Novel computational methods for drug design

The advances and applications of computational methods in drug design have made a tremendous impact on the pharmaceutical industry. Modern approaches to computer-aided molecular design fall into two general categories. The first includes ligand-based methods which characterize structural or physico-chemical properties of ligand molecules. The derivation of empirical quantitative structure-activity relationships (QSAR) furnishes a theoretical basis for future lead optimization. The second includes structure-based methods which utilize the three-dimensional (3D) structure of the ligand-bound receptor. Many innovative algorithms have been implemented to construct de novo ligands that fit the receptor binding site in a complementary manner.;The first part of the thesis is focused on ligand-based design methods. In Chapter two, we introduce a new QSAR tool, the genetic neural network (GNN), for analyzing high dimensional data sets. GNN utilizes a genetic algorithm to select descriptors and a neural network to correlate the chosen descriptors with activity.

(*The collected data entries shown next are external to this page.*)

/// 5x7 bitmap font covering ASCII 32..127, one byte per column, LSB at
/// the top row.
#[rustfmt::skip]
const FONT_5X7: [[u8; 5]; 96] = [
    [0x00, 0x00, 0x00, 0x00, 0x00], // space
    [0x00, 0x00, 0x5F, 0x00, 0x00], // !
    [0x00, 0x07, 0x00, 0x07, 0x00], // "
    [0x14, 0x7F, 0x14, 0x7F, 0x14], // #
    [0x24, 0x2A, 0x7F, 0x2A, 0x12], // $
    [0x23, 0x13, 0x08, 0x64, 0x62], // %
    [0x36, 0x49, 0x55, 0x22, 0x50], // &
    [0x00, 0x05, 0x03, 0x00, 0x00], // '
    [0x00, 0x1C, 0x22, 0x41, 0x00], // (
    [0x00, 0x41, 0x22, 0x1C, 0x00], // )
    [0x14, 0x08, 0x3E, 0x08, 0x14], // *
    [0x08, 0x08, 0x3E, 0x08, 0x08], // +
    [0x00, 0x50, 0x30, 0x00, 0x00], // ,
    [0x08, 0x08, 0x08, 0x08, 0x08], // -
    [0x00, 0x60, 0x60, 0x00, 0x00], // .
    [0x20, 0x10, 0x08, 0x04, 0x02], // /
    [0x3E, 0x51, 0x49, 0x45, 0x3E], // 0
    [0x00, 0x42, 0x7F, 0x40, 0x00], // 1
    [0x42, 0x61, 0x51, 0x49, 0x46], // 2
    [0x21, 0x41, 0x45, 0x4B, 0x31], // 3
    [0x18, 0x14, 0x12, 0x7F, 0x10], // 4
    [0x27, 0x45, 0x45, 0x45, 0x39], // 5
    [0x3C, 0x4A, 0x49, 0x49, 0x30], // 6
    [0x01, 0x71, 0x09, 0x05, 0x03], // 7
    [0x36, 0x49, 0x49, 0x49, 0x36], // 8
    [0x06, 0x49, 0x49, 0x29, 0x1E], // 9
    [0x00, 0x36, 0x36, 0x00, 0x00], // :
    [0x00, 0x56, 0x36, 0x00, 0x00], // ;
    [0x08, 0x14, 0x22, 0x41, 0x00], // <
    [0x14, 0x14, 0x14, 0x14, 0x14], // =
    [0x00, 0x41, 0x22, 0x14, 0x08], // >
    [0x02, 0x01, 0x51, 0x09, 0x06], // ?
    [0x3E, 0x41, 0x5D, 0x55, 0x1E], // @
    [0x7E, 0x11, 0x11, 0x11, 0x7E], // A
    [0x7F, 0x49, 0x49, 0x49, 0x36], // B
    [0x3E, 0x41, 0x41, 0x41, 0x22], // C
    [0x7F, 0x41, 0x41, 0x22, 0x1C], // D
    [0x7F, 0x49, 0x49, 0x49, 0x41], // E
    [0x7F, 0x09, 0x09, 0x09, 0x01], // F
    [0x3E, 0x41, 0x49, 0x49, 0x7A], // G
    [0x7F, 0x08, 0x08, 0x08, 0x7F], // H
    [0x00, 0x41, 0x7F, 0x41, 0x00], // I
    [0x20, 0x40, 0x41, 0x3F, 0x01], // J
    [0x7F, 0x08, 0x14, 0x22, 0x41], // K
    [0x7F, 0x40, 0x40, 0x40, 0x40], // L
    [0x7F, 0x02, 0x0C, 0x02, 0x7F], // M
    [0x7F, 0x04, 0x08, 0x10, 0x7F], // N
    [0x3E, 0x41, 0x41, 0x41, 0x3E], // O
    [0x7F, 0x09, 0x09, 0x09, 0x06], // P
    [0x3E, 0x41, 0x51, 0x21, 0x5E], // Q
    [0x7F, 0x09, 0x19, 0x29, 0x46], // R
    [0x46, 0x49, 0x49, 0x49, 0x31], // S
    [0x01, 0x01, 0x7F, 0x01, 0x01], // T
    [0x3F, 0x40, 0x40, 0x40, 0x3F], // U
    [0x1F, 0x20, 0x40, 0x20, 0x1F], // V
    [0x3F, 0x40, 0x38, 0x40, 0x3F], // W
    [0x63, 0x14, 0x08, 0x14, 0x63], // X
    [0x07, 0x08, 0x70, 0x08, 0x07], // Y
    [0x61, 0x51, 0x49, 0x45, 0x43], // Z
    [0x00, 0x7F, 0x41, 0x41, 0x00], // [
    [0x02, 0x04, 0x08, 0x10, 0x20], // backslash
    [0x00, 0x41, 0x41, 0x7F, 0x00], // ]
    [0x04, 0x02, 0x01, 0x02, 0x04], // ^
    [0x40, 0x40, 0x40, 0x40, 0x40], // _
    [0x00, 0x01, 0x02, 0x04, 0x00], // `
    [0x20, 0x54, 0x54, 0x54, 0x78], // a
    [0x7F, 0x48, 0x44, 0x44, 0x38], // b
    [0x38, 0x44, 0x44, 0x44, 0x20], // c
    [0x38, 0x44, 0x44, 0x48, 0x7F], // d
    [0x38, 0x54, 0x54, 0x54, 0x18], // e
    [0x08, 0x7E, 0x09, 0x01, 0x02], // f
    [0x0C, 0x52, 0x52, 0x52, 0x3E], // g
    [0x7F, 0x08, 0x04, 0x04, 0x78], // h
    [0x00, 0x44, 0x7D, 0x40, 0x00], // i
    [0x20, 0x40, 0x44, 0x3D, 0x00], // j
    [0x7F, 0x10, 0x28, 0x44, 0x00], // k
    [0x00, 0x41, 0x7F, 0x40, 0x00], // l
    [0x7C, 0x04, 0x18, 0x04, 0x78], // m
    [0x7C, 0x08, 0x04, 0x04, 0x78], // n
    [0x38, 0x44, 0x44, 0x44, 0x38], // o
    [0x7C, 0x14, 0x14, 0x14, 0x08], // p
    [0x08, 0x14, 0x14, 0x18, 0x7C], // q
    [0x7C, 0x08, 0x04, 0x04, 0x08], // r
    [0x48, 0x54, 0x54, 0x54, 0x20], // s
    [0x04, 0x3F, 0x44, 0x40, 0x20], // t
    [0x3C, 0x40, 0x40, 0x20, 0x7C], // u
    [0x1C, 0x20, 0x40, 0x20, 0x1C], // v
    [0x3C, 0x40, 0x30, 0x40, 0x3C], // w
    [0x44, 0x28, 0x10, 0x28, 0x44], // x
    [0x0C, 0x50, 0x50, 0x50, 0x3C], // y
    [0x44, 0x64, 0x54, 0x4C, 0x44], // z
    [0x00, 0x08, 0x36, 0x41, 0x00], // {
    [0x00, 0x00, 0x7F, 0x00, 0x00], // |
    [0x00, 0x41, 0x36, 0x08, 0x00], // }
    [0x10, 0x08, 0x08, 0x10, 0x08], // ~
    [0x00, 0x00, 0x00, 0x00, 0x00], // DEL
];

#[cfg(test)]
mod tests {
    use super::*;

    const GRAY: Rgba<u8> = Rgba([128, 128, 128, 255]);
    const RED: [u8; 3] = [255, 0, 0];

    fn gray_image(w: u32, h: u32) -> DynamicImage {
        DynamicImage::ImageRgba8(RgbaImage::from_pixel(w, h, GRAY))
    }

    fn vp(w: u32, h: u32) -> Viewport {
        Viewport {
            container_width: w,
            max_height: h,
        }
    }

    fn red_box(rect: [f32; 4]) -> FieldBox {
        FieldBox {
            field: "full_name".into(),
            label: "Full Name".into(),
            rect,
            color: RED,
            confidence: Some(0.87),
        }
    }

    #[test]
    fn surface_matches_fitted_dimensions() {
        let out = compose(
            &gray_image(100, 80),
            RotationDegrees::R0,
            vp(100, 1000),
            &[],
            None,
        );
        assert_eq!(out.image.dimensions(), (100, 80));
    }

    #[test]
    fn quarter_turn_swaps_surface_dimensions() {
        let out = compose(
            &gray_image(100, 80),
            RotationDegrees::R90,
            vp(80, 1000),
            &[],
            None,
        );
        assert_eq!(out.image.dimensions(), (80, 100));
    }

    #[test]
    fn highlighted_box_strokes_solid_corner() {
        let boxes = [red_box([10.0, 30.0, 30.0, 40.0])];
        let out = compose(
            &gray_image(100, 80),
            RotationDegrees::R0,
            vp(100, 1000),
            &boxes,
            Some("full_name"),
        );
        // Solid stroke paints every edge pixel, corners included.
        assert_eq!(*out.image.get_pixel(10, 30), Rgba([255, 0, 0, 255]));
        assert_eq!(*out.image.get_pixel(15, 30), Rgba([255, 0, 0, 255]));
        // Thickness 3: one row inside the edge is still stroke.
        assert_eq!(*out.image.get_pixel(15, 31), Rgba([255, 0, 0, 255]));
    }

    #[test]
    fn unhighlighted_box_strokes_dashed() {
        let boxes = [red_box([10.0, 30.0, 30.0, 40.0])];
        let out = compose(
            &gray_image(100, 80),
            RotationDegrees::R0,
            vp(100, 1000),
            &boxes,
            None,
        );
        // Dash pattern starts "on" at the corner, gaps after DASH_LEN px.
        assert_eq!(*out.image.get_pixel(10, 30), Rgba([255, 0, 0, 255]));
        assert_ne!(*out.image.get_pixel(15, 30), Rgba([255, 0, 0, 255]));
    }

    #[test]
    fn fill_tints_the_interior() {
        let boxes = [red_box([10.0, 30.0, 30.0, 40.0])];
        let out = compose(
            &gray_image(100, 80),
            RotationDegrees::R0,
            vp(100, 1000),
            &boxes,
            None,
        );
        let interior = out.image.get_pixel(20, 35);
        assert!(interior.0[0] > GRAY.0[0], "red channel lifted by fill");
        assert!(interior.0[0] < 255, "fill is translucent, not solid");
    }

    #[test]
    fn label_chip_sits_above_the_box() {
        let boxes = [red_box([10.0, 30.0, 30.0, 40.0])];
        let out = compose(
            &gray_image(100, 80),
            RotationDegrees::R0,
            vp(100, 1000),
            &boxes,
            None,
        );
        // Chip occupies rows just above y=30; well above it stays gray.
        assert_ne!(*out.image.get_pixel(12, 25), GRAY);
        assert_eq!(*out.image.get_pixel(12, 10), GRAY);
    }

    #[test]
    fn chip_near_top_edge_draws_without_panicking() {
        let boxes = [red_box([10.0, 2.0, 30.0, 12.0])];
        let out = compose(
            &gray_image(100, 80),
            RotationDegrees::R0,
            vp(100, 1000),
            &boxes,
            None,
        );
        // Rows above the surface are skipped; the box itself still drew.
        assert_eq!(*out.image.get_pixel(10, 2), Rgba([255, 0, 0, 255]));
    }

    #[test]
    fn malformed_rect_renders_nothing_and_is_not_clickable() {
        let boxes = [red_box([30.0, 40.0, 10.0, 30.0])];
        let out = compose(
            &gray_image(100, 80),
            RotationDegrees::R0,
            vp(100, 1000),
            &boxes,
            None,
        );
        assert!(out.regions.is_empty());
        assert_eq!(*out.image.get_pixel(20, 35), GRAY);
    }

    #[test]
    fn regions_follow_the_display_transform() {
        let boxes = [red_box([100.0, 100.0, 300.0, 150.0])];
        let out = compose(
            &gray_image(1000, 800),
            RotationDegrees::R0,
            vp(1000, 10_000),
            &boxes,
            None,
        );
        let r = &out.regions[0].rect;
        assert!((r.x - 100.0).abs() < 1e-3);
        assert!((r.y - 100.0).abs() < 1e-3);
        assert!((r.w - 200.0).abs() < 1e-3);
        assert!((r.h - 50.0).abs() < 1e-3);
    }

    #[test]
    fn boxes_rotate_with_the_image() {
        // Under a quarter turn the box region must land in rotated space.
        let boxes = [red_box([0.0, 0.0, 100.0, 50.0])];
        let out = compose(
            &gray_image(100, 200),
            RotationDegrees::R90,
            vp(200, 1000),
            &boxes,
            None,
        );
        // Natural top-left strip maps to the surface's right edge.
        let r = &out.regions[0].rect;
        assert!((r.x - 150.0).abs() < 1e-3);
        assert!((r.y - 0.0).abs() < 1e-3);
        assert!((r.w - 50.0).abs() < 1e-3);
        assert!((r.h - 100.0).abs() < 1e-3);
    }

    #[test]
    fn png_encoding_produces_png_magic() {
        let out = compose(
            &gray_image(20, 20),
            RotationDegrees::R0,
            vp(20, 20),
            &[],
            None,
        );
        let png = encode_png(&out.image).unwrap();
        assert_eq!(&png[..8], &[0x89, 0x50, 0x4E, 0x47, 0x0D, 0x0A, 0x1A, 0x0A]);
    }

    #[test]
    fn text_width_counts_glyph_advances() {
        assert_eq!(text_width("AB"), 11);
        assert_eq!(text_width(""), -1); // empty labels never reach drawing
    }
}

In Chapter three, the GNN method is applied to a set of anxiolytic benzodiazepines (BZ), where the results show significant improvements over previous benchmarks. Its application in pharmacological design is illustrated by a minimum perturbation approach to predict new BZ candidates. Chapters four and five describe the utility of GNN to obtain 3D QSAR from molecular similarity matrices. Chapter four emphasizes the new approach and its validation based on a standard data set. Chapter five reports its application to eight additional data series. The results indicate that the method is a general and efficient way to obtain predictive structure-activity relationships for a broad range of chemical classes.;The second part of the thesis is devoted to structure-based ligand design. Chapter six describes the design and implementation of a hybrid prediction system to predict the binding affinity of a ligand to glycogen phosphorylase (GP), a regulatory enzyme for glycogen degradation and a potential therapeutic target for diabetes. Chapter seven reports the utility of this system to characterize novel GP inhibitors that have been constructed using an array of computational ligand design strategies. The role of computational methods in the overall strategy of drug development is discussed in the concluding chapter.